Records supplied Start Marker

//! Geographic coordinate and bounding-box primitives.

use serde::{Deserialize, Serialize};

/// A WGS84 coordinate in decimal degrees.
#[derive(Debug, Clone, Copy, PartialEq, Serialize, Deserialize)]
pub struct LatLng {
    /// Latitude in degrees, positive north.
    pub lat: f64,
    /// Longitude in degrees, positive east.
    pub lng: f64,
}

impl LatLng {
    /// Creates a coordinate from latitude and longitude.
    #[must_use]
    pub const fn new(lat: f64, lng: f64) -> Self {
        Self { lat, lng }
    }

    /// The coordinate with longitude wrapped into `[-180, 180]`, or `None`
    /// when either value is not finite or latitude lies beyond the poles.
    #[must_use]
    pub fn normalized(self) -> Option<Self> {
        if !self.lat.is_finite() || !self.lng.is_finite() || self.lat.abs() > 90.0 {
            return None;
        }
        let lng = if self.lng.abs() <= 180.0 {
            self.lng
        } else {
            (self.lng + 180.0).rem_euclid(360.0) - 180.0
        };
        Some(Self::new(self.lat, lng))
    }
}

/// An axis-aligned latitude/longitude box.
#[derive(Debug, Clone, Copy, PartialEq, Serialize, Deserialize)]
pub struct LatLngBounds {
    /// Southern edge latitude.
    pub south: f64,
    /// Western edge longitude.
    pub west: f64,
    /// Northern edge latitude.
    pub north: f64,
    /// Eastern edge longitude.
    pub east: f64,
}

impl LatLngBounds {
    /// Creates bounds from two opposite corners in any order.
    #[must_use]
    pub fn from_corners(a: LatLng, b: LatLng) -> Self {
        Self {
            south: a.lat.min(b.lat),
            west: a.lng.min(b.lng),
            north: a.lat.max(b.lat),
            east: a.lng.max(b.lng),
        }
    }

    /// Creates a box of the given spans centered on `center`.
    #[must_use]
    pub fn centered(center: LatLng, lat_span: f64, lng_span: f64) -> Self {
        Self {
            south: center.lat - lat_span / 2.0,
            west: center.lng - lng_span / 2.0,
            north: center.lat + lat_span / 2.0,
            east: center.lng + lng_span / 2.0,
        }
    }

    /// Smallest bounds containing every coordinate, or `None` when empty.
    #[must_use]
    pub fn from_points<I>(points: I) -> Option<Self>
    where
        I: IntoIterator<Item = LatLng>,
    {
        let mut iter = points.into_iter();
        let first = iter.next()?;
        let mut bounds = Self::from_corners(first, first);
        for point in iter {
            bounds.extend(point);
        }
        Some(bounds)
    }

    /// Grows the bounds to include `point`.
    pub fn extend(&mut self, point: LatLng) {
        self.south = self.south.min(point.lat);
        self.west = self.west.min(point.lng);
        self.north = self.north.max(point.lat);
        self.east = self.east.max(point.lng);
    }

    /// Geometric center of the box.
    #[must_use]
    pub fn center(&self) -> LatLng {
        LatLng::new(
            f64::midpoint(self.south, self.north),
            f64::midpoint(self.west, self.east),
        )
    }

    /// Latitude extent in degrees.
    #[must_use]
    pub fn lat_span(&self) -> f64 {
        self.north - self.south
    }

    /// Longitude extent in degrees.
    #[must_use]
    pub fn lng_span(&self) -> f64 {
        self.east - self.west
    }

    /// Whether `point` lies inside or on the edge of the box.
    #[must_use]
    pub fn contains(&self, point: LatLng) -> bool {
        (self.south..=self.north).contains(&point.lat) && (self.west..=self.east).contains(&point.lng)
    }

    /// Whether `other` lies entirely inside this box.
    #[must_use]
    pub fn contains_bounds(&self, other: &Self) -> bool {
        self.contains(LatLng::new(other.south, other.west))
            && self.contains(LatLng::new(other.north, other.east))
    }

    /// Longitude at `fraction` (0.0 = west, 1.0 = east) along the box.
    #[must_use]
    pub fn lng_at(&self, fraction: f64) -> f64 {
        self.lng_span().mul_add(fraction, self.west)
    }

    /// Latitude at `fraction` (0.0 = south, 1.0 = north) along the box.
    #[must_use]
    pub fn lat_at(&self, fraction: f64) -> f64 {
        self.lat_span().mul_add(fraction, self.south)
    }

    /// South-west corner.
    #[must_use]
    pub const fn south_west(&self) -> LatLng {
        LatLng::new(self.south, self.west)
    }

    /// North-east corner.
    #[must_use]
    pub const fn north_east(&self) -> LatLng {
        LatLng::new(self.north, self.east)
    }
}

#[cfg(test)]
mod tests {
    use super::*;

    #[test]
    fn normalized_wraps_longitude_and_refuses_bad_latitude() {
        assert_eq!(
            LatLng::new(-6.2, 106.8).normalized(),
            Some(LatLng::new(-6.2, 106.8))
        );
        assert_eq!(
            LatLng::new(90.0, 180.0).normalized(),
            Some(LatLng::new(90.0, 180.0))
        );
        assert_eq!(
            LatLng::new(10.0, 500.0).normalized(),
            Some(LatLng::new(10.0, 140.0))
        );
        assert_eq!(
            LatLng::new(10.0, -190.0).normalized(),
            Some(LatLng::new(10.0, 170.0))
        );
        assert_eq!(LatLng::new(90.5, 0.0).normalized(), None);
        assert_eq!(LatLng::new(f64::NAN, 0.0).normalized(), None);
        assert_eq!(LatLng::new(0.0, f64::INFINITY).normalized(), None);
    }

    #[test]
    fn from_points_is_none_when_empty() {
        assert!(LatLngBounds::from_points(std::iter::empty()).is_none());
    }

    #[test]
    fn from_points_covers_all_points() {
        let bounds = LatLngBounds::from_points([
            LatLng::new(-6.2, 106.8),
            LatLng::new(-6.1, 106.9),
            LatLng::new(-6.3, 106.85),
        ])
        .unwrap();

        assert!((bounds.south - -6.3).abs() < 1e-12);
        assert!((bounds.north - -6.1).abs() < 1e-12);
        assert!((bounds.west - 106.8).abs() < 1e-12);
        assert!((bounds.east - 106.9).abs() < 1e-12);
    }

    #[test]
    fn centered_box_has_requested_spans() {
        let bounds = LatLngBounds::centered(LatLng::new(10.0, 20.0), 2.0, 4.0);
        assert!((bounds.lat_span() - 2.0).abs() < 1e-12);
        assert!((bounds.lng_span() - 4.0).abs() < 1e-12);
        assert_eq!(bounds.center(), LatLng::new(10.0, 20.0));
    }

    #[test]
    fn samples_fractional_positions() {
        let bounds = LatLngBounds::from_corners(LatLng::new(0.0, 0.0), LatLng::new(4.0, 8.0));
        assert!((bounds.lng_at(0.25) - 2.0).abs() < 1e-12);
        assert!((bounds.lat_at(0.75) - 3.0).abs() < 1e-12);
    }

    #[test]
    fn contains_bounds_checks_both_corners() {
        let outer = LatLngBounds::from_corners(LatLng::new(0.0, 0.0), LatLng::new(4.0, 4.0));
        let inner = LatLngBounds::from_corners(LatLng::new(1.0, 1.0), LatLng::new(2.0, 2.0));
        assert!(outer.contains_bounds(&inner));
        assert!(!inner.contains_bounds(&outer));
    }
}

Records supplied End Marker

### What to produce
Give a word-for-word restatement of every record.

### Response to the exercise
//! Geographic coordinate and bounding-box primitives.

use serde::{Deserialize, Serialize};

/// A WGS84 coordinate in decimal degrees.
#[derive(Debug, Clone, Copy, PartialEq, Serialize, Deserialize)]
pub struct LatLng {
    /// Latitude in degrees, positive north.
    pub lat: f64,
    /// Longitude in degrees, positive east.
    pub lng: f64,
}

impl LatLng {
    /// Creates a coordinate from latitude and longitude.
    #[must_use]
    pub const fn new(lat: f64, lng: f64) -> Self {
        Self { lat, lng }
    }

    /// The coordinate with longitude wrapped into `[-180, 180]`, or `None`
    /// when either value is not finite or latitude lies beyond the poles.
    #[must_use]
    pub fn normalized(self) -> Option<Self> {
        if !self.lat.is_finite() || !self.lng.is_finite() || self.lat.abs() > 90.0 {
            return None;
        }
        let lng = if self.lng.abs() <= 180.0 {
            self.lng
        } else {
            (self.lng + 180.0).rem_euclid(360.0) - 180.0
        };
        Some(Self::new(self.lat, lng))
    }
}

/// An axis-aligned latitude/longitude box.
#[derive(Debug, Clone, Copy, PartialEq, Serialize, Deserialize)]
pub struct LatLngBounds {
    /// Southern edge latitude.
    pub south: f64,
    /// Western edge longitude.
    pub west: f64,
    /// Northern edge latitude.
    pub north: f64,
    /// Eastern edge longitude.
    pub east: f64,
}

impl LatLngBounds {
    /// Creates bounds from two opposite corners in any order.
    #[must_use]
    pub fn from_corners(a: LatLng, b: LatLng) -> Self {
        Self {
            south: a.lat.min(b.lat),
            west: a.lng.min(b.lng),
            north: a.lat.max(b.lat),
            east: a.lng.max(b.lng),
        }
    }

    /// Creates a box of the given spans centered on `center`.
    #[must_use]
    pub fn centered(center: LatLng, lat_span: f64, lng_span: f64) -> Self {
        Self {
            south: center.lat - lat_span / 2.0,
            west: center.lng - lng_span / 2.0,
            north: center.lat + lat_span / 2.0,
            east: center.lng + lng_span / 2.0,
        }
    }

    /// Smallest bounds containing every coordinate, or `None` when empty.
    #[must_use]
    pub fn from_points<I>(points: I) -> Option<Self>
    where
        I: IntoIterator<Item = LatLng>,
    {
        let mut iter = points.into_iter();
        let first = iter.next()?;
        let mut bounds = Self::from_corners(first, first);
        for point in iter {
            bounds.extend(point);
        }
        Some(bounds)
    }

    /// Grows the bounds to include `point`.
    pub fn extend(&mut self, point: LatLng) {
        self.south = self.south.min(point.lat);
        self.west = self.west.min(point.lng);
        self.north = self.north.max(point.lat);
        self.east = self.east.max(point.lng);
    }

    /// Geometric center of the box.
    #[must_use]
    pub fn center(&self) -> LatLng {
        LatLng::new(
            f64::midpoint(self.south, self.north),
            f64::midpoint(self.west, self.east),
        )
    }

    /// Latitude extent in degrees.
    #[must_use]
    pub fn lat_span(&self) -> f64 {
        self.north - self.south
    }

    /// Longitude extent in degrees.
    #[must_use]
    pub fn lng_span(&self) -> f64 {
        self.east - self.west
    }

    /// Whether `point` lies inside or on the edge of the box.
    #[must_use]
    pub fn contains(&self, point: LatLng) -> bool {
        (self.south..=self.north).contains(&point.lat) && (self.west..=self.east).contains(&point.lng)
    }

    /// Whether `other` lies entirely inside this box.
    #[must_use]
    pub fn contains_bounds(&self, other: &Self) -> bool {
        self.contains(LatLng::new(other.south, other.west))
            && self.contains(LatLng::new(other.north, other.east))
    }

    /// Longitude at `fraction` (0.0 = west, 1.0 = east) along the box.
    #[must_use]
    pub fn lng_at(&self, fraction: f64) -> f64 {
        self.lng_span().mul_add(fraction, self.west)
    }

    /// Latitude at `fraction` (0.0 = south, 1.0 = north) along the box.
    #[must_use]
    pub fn lat_at(&self, fraction: f64) -> f64 {
        self.lat_span().mul_add(fraction, self.south)
    }

    /// South-west corner.
    #[must_use]
    pub const fn south_west(&self) -> LatLng {
        LatLng::new(self.south, self.west)
    }

    /// North-east corner.
    #[must_use]
    pub const fn north_east(&self) -> LatLng {
        LatLng::new(self.north, self.east)
    }
}

#[cfg(test)]
mod tests {
    use super::*;

    #[test]
    fn normalized_wraps_longitude_and_refuses_bad_latitude() {
        assert_eq!(
            LatLng::new(-6.2, 106.8).normalized(),
            Some(LatLng::new(-6.2, 106.8))
        );
        assert_eq!(
            LatLng::new(90.0, 180.0).normalized(),
            Some(LatLng::new(90.0, 180.0))
        );
        assert_eq!(
            LatLng::new(10.0, 500.0).normalized(),
            Some(LatLng::new(10.0, 140.0))
        );
        assert_eq!(
            LatLng::new(10.0, -190.0).normalized(),
            Some(LatLng::new(10.0, 170.0))
        );
        assert_eq!(LatLng::new(90.5, 0.0).normalized(), None);
        assert_eq!(LatLng::new(f64::NAN, 0.0).normalized(), None);
        assert_eq!(LatLng::new(0.0, f64::INFINITY).normalized(), None);
    }

    #[test]
    fn from_points_is_none_when_empty() {
        assert!(LatLngBounds::from_points(std::iter::empty()).is_none());
    }

    #[test]
    fn from_points_covers_all_points() {
        let bounds = LatLngBounds::from_points([
            LatLng::new(-6.2, 106.8),
            LatLng::new(-6.1, 106.9),
            LatLng::new(-6.3, 106.85),
        ])
        .unwrap();

        assert!((bounds.south - -6.3).abs() < 1e-12);
        assert!((bounds.north - -6.1).abs() < 1e-12);
        assert!((bounds.west - 106.8).abs() < 1e-12);
        assert!((bounds.east - 106.9).abs() < 1e-12);
    }

    #[test]
    fn centered_box_has_requested_spans() {
        let bounds = LatLngBounds::centered(LatLng::new(10.0, 20.0), 2.0, 4.0);
        assert!((bounds.lat_span() - 2.0).abs() < 1e-12);
        assert!((bounds.lng_span() - 4.0).abs() < 1e-12);
        assert_eq!(bounds.center(), LatLng::new(10.0, 20.0));
    }

    #[test]
    fn samples_fractional_positions() {
        let bounds = LatLngBounds::from_corners(LatLng::new(0.0, 0.0), LatLng::new(4.0, 8.0));
        assert!((bounds.lng_at(0.25) - 2.0).abs() < 1e-12);
        assert!((bounds.lat_at(0.75) - 3.0).abs() < 1e-12);
    }

    #[test]
    fn contains_bounds_checks_both_corners() {
        let outer = LatLngBounds::from_corners(LatLng::new(0.0, 0.0), LatLng::new(4.0, 4.0));
        let inner = LatLngBounds::from_corners(LatLng::new(1.0, 1.0), LatLng::new(2.0, 2.0));
        assert!(outer.contains_bounds(&inner));
        assert!(!inner.contains_bounds(&outer));
    }
}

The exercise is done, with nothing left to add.